# Swivel Base Passenger Seat 2008 Fiat Ducato X250, CI 656



## leenuts

Anyone put one of these in (looking at around £140 on ebay)?
It would seem pointless to do the driver seat as it would only turn to face the back of the dining area seats.

Two things, wondered. How easy? And is there enough room for it to actually revolve in any event?

Thanks

Lee


----------



## boringfrog

*easy peasy*

I have fitted one to the passenger seat base, quite east if your handy. Bits need sawing off and a couple of holes need drilling. Think I paid around £80 for mine.


----------



## Jezport

We fitted 2 in our transit. We also had a dinette which stopped one seat fully turning, however I faced both seats to each other and it made a comfy seat to get your feet up on.

Bare in mind, when you sell your van you can take them out and resell them very easily.


----------



## Zebedee

How tall are you?

Not a stupid question - they raise the seat by about 2", and in my case that meant driving like Quasimodo so I could peer under the top of the windscreen surround.

Easy enough to fit, but be warned - the seats are a lot heavier than you expect!

Dave


----------



## leenuts

I'm just over 6 foot, so will look at the height issue (a great point to mention - and the point regarding removing them when selling!!)

I think my major worry is if they will turn freely (I presume the have to be pretty upright to get the circle in) and how/easy difficult it is.

turning the driver seat as well is a good point as it'll give me a bolt hole when it all gets too much in the back!!!!


----------



## 113016

I made both of ours swivel and neither go all the way around as we also have a dinette on one side and a sink on the other.
However, both when turned are now very comfortable and I can sit on either and whichever gives the better view.
It really opens up the van and gives much more room.

It looks like this


----------



## leenuts

thats what I wondered it might do.


----------



## 113016

I am 6 ft and I don't have a problem with the height. Maybe it depends on if your body is long or your legs are long! lol
one good thing is that it stops the sun shinning in your eyes. :lol:


----------



## pneumatician

I fitted one on the Pug without any problems at all.
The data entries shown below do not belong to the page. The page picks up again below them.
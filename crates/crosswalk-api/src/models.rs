//! Request models for the validation API.

use chrono::{DateTime, Utc};
use crosswalk_recon::{RunProgress, SpotCheckConfig};
use serde::Deserialize;

fn default_scopes() -> String {
    "directory:read".to_string()
}

fn default_concurrency() -> usize {
    crosswalk_recon::config::DEFAULT_CONCURRENCY
}

fn default_page_size() -> u32 {
    crosswalk_recon::config::DEFAULT_PAGE_SIZE
}

/// Body of `POST /api/recon/validate`.
///
/// Directory connection parameters arrive with the request; profile store
/// credentials are server-side configuration. The [`Debug`] impl redacts
/// the client secret.
#[derive(Clone, Deserialize)]
#[serde(rename_all = "camelCase")]
pub struct StartValidationRequest {
    /// Directory base URL.
    #[serde(default)]
    pub tenant_url: String,

    /// OAuth2 client id for the directory.
    #[serde(default)]
    pub client_id: String,

    /// OAuth2 client secret for the directory.
    #[serde(default)]
    pub client_secret: String,

    /// OAuth2 token endpoint.
    #[serde(default)]
    pub token_endpoint: String,

    /// Space-separated scopes requested with the token.
    #[serde(default = "default_scopes")]
    pub scopes: String,

    /// Individual-lookup concurrency (clamped to 5–100).
    #[serde(default = "default_concurrency")]
    pub concurrency: usize,

    /// Directory page size.
    #[serde(default = "default_page_size")]
    pub page_size: u32,

    /// Optional hard cap on processed records.
    #[serde(default)]
    pub max_users: Option<u64>,

    /// Lower bound for the directory query filter (fresh-run fallback for
    /// an expired resume cursor).
    #[serde(default)]
    pub start_date: Option<DateTime<Utc>>,

    /// Cursor from a previously emitted checkpoint.
    #[serde(default)]
    pub resume_from_cookie: Option<String>,

    /// Counter snapshot from the same checkpoint.
    #[serde(default)]
    pub resume_progress: Option<RunProgress>,

    /// Activity watermark from the same checkpoint.
    #[serde(default)]
    pub resume_last_processed_date: Option<DateTime<Utc>>,

    /// Spot-check mode instead of a full scan.
    #[serde(default)]
    pub spot_check: Option<SpotCheckConfig>,
}

impl StartValidationRequest {
    /// Whether every required connection parameter is present.
    #[must_use]
    pub fn has_required_parameters(&self) -> bool {
        !self.tenant_url.is_empty()
            && !self.client_id.is_empty()
            && !self.client_secret.is_empty()
            && !self.token_endpoint.is_empty()
    }
}

impl std::fmt::Debug for StartValidationRequest {
    fn fmt(&self, f: &mut std::fmt::Formatter<'_>) -> std::fmt::Result {
        f.debug_struct("StartValidationRequest")
            .field("tenant_url", &self.tenant_url)
            .field("client_id", &self.client_id)
            .field("client_secret", &"[REDACTED]")
            .field("token_endpoint", &self.token_endpoint)
            .field("scopes", &self.scopes)
            .field("concurrency", &self.concurrency)
            .field("page_size", &self.page_size)
            .field("max_users", &self.max_users)
            .field("resuming", &self.resume_from_cookie.is_some())
            .field("spot_check", &self.spot_check)
            .finish()
    }
}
I did replace all of the bolts with 10.9 HT. As I recall it cost about £80 from CAK Tanks.

Steve


----------



## bubble63

hi leenuts, et al

I have put a swivel in a 2007 CI carioca 656, x250 cab.

as others and you say, only bother with the passenger seat.

I think i got it from oleary's
had to go to bolt shop for some allen screws and had to modify the end stops. [simple cut with the grinder] but overall, an ok job for a competent DIY'er

I'm 6' 2" and no probs

to turn it you have to move it forward , then a half turn, then slide it backwards to complete the turn.

when turned, it gives you the best seat in the house! loveley!

I had to slightly cut the seat base door and loose the top half of the jack box. But it looks OK

overall recommended

regds neill
cambridge


----------